(Stored data entries)
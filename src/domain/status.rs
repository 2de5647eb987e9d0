use crate::error::{Result, WorkflowError};
use serde::{Deserialize, Deserializer, Serialize, Serializer};
use std::fmt;
use std::str::FromStr;

/// Wire value of the status that clears a ticket for payment.
pub const PROCEED_TO_PAYMENT: &str = "proceed to payment";

/// Workflow state of a submitted document.
///
/// Staff may set any non-blank label. Labels the workflow knows about map to
/// named variants; everything else is carried verbatim as [`TicketStatus::Custom`].
#[derive(Debug, Clone, PartialEq, Eq, Default)]
pub enum TicketStatus {
    /// Submitted by the applicant and not yet reviewed. Serialized as `null`.
    #[default]
    Submitted,
    UnderReview,
    InfoRequested,
    Rejected,
    ProceedToPayment,
    Custom(String),
}

impl TicketStatus {
    /// Parses a status label set by staff. Blank labels are rejected.
    pub fn parse(label: &str) -> Result<Self> {
        if label.trim().is_empty() {
            return Err(WorkflowError::ValidationError(
                "Status must not be blank".to_string(),
            ));
        }
        Ok(match label {
            "under review" => TicketStatus::UnderReview,
            "info requested" => TicketStatus::InfoRequested,
            "rejected" => TicketStatus::Rejected,
            PROCEED_TO_PAYMENT => TicketStatus::ProceedToPayment,
            other => TicketStatus::Custom(other.to_string()),
        })
    }

    /// Status read back from storage; missing or blank means the initial state.
    pub fn from_stored(label: Option<&str>) -> Self {
        label
            .and_then(|label| Self::parse(label).ok())
            .unwrap_or_default()
    }

    pub fn as_str(&self) -> &str {
        match self {
            TicketStatus::Submitted => "",
            TicketStatus::UnderReview => "under review",
            TicketStatus::InfoRequested => "info requested",
            TicketStatus::Rejected => "rejected",
            TicketStatus::ProceedToPayment => PROCEED_TO_PAYMENT,
            TicketStatus::Custom(label) => label,
        }
    }

    /// The status as reported to callers: `None` while still in the initial state.
    pub fn reported(&self) -> Option<&TicketStatus> {
        match self {
            TicketStatus::Submitted => None,
            other => Some(other),
        }
    }
}

impl fmt::Display for TicketStatus {
    fn fmt(&self, f: &mut fmt::Formatter<'_>) -> fmt::Result {
        f.write_str(self.as_str())
    }
}

impl FromStr for TicketStatus {
    type Err = WorkflowError;

    fn from_str(s: &str) -> Result<Self> {
        Self::parse(s)
    }
}

impl Serialize for TicketStatus {
    fn serialize<S>(&self, serializer: S) -> std::result::Result<S::Ok, S::Error>
    where
        S: Serializer,
    {
        match self {
            TicketStatus::Submitted => serializer.serialize_none(),
            other => serializer.serialize_str(other.as_str()),
        }
    }
}

impl<'de> Deserialize<'de> for TicketStatus {
    fn deserialize<D>(deserializer: D) -> std::result::Result<Self, D::Error>
    where
        D: Deserializer<'de>,
    {
        let label = Option::<String>::deserialize(deserializer)?;
        Ok(Self::from_stored(label.as_deref()))
    }
}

§ **Work instruction**: Only lines holding the string "Custom" are wanted; gather each one from the entries above.

§ **Worked solution**:
/// named variants; everything else is carried verbatim as [`TicketStatus::Custom`].
    Custom(String),
            other => TicketStatus::Custom(other.to_string()),
            TicketStatus::Custom(label) => label,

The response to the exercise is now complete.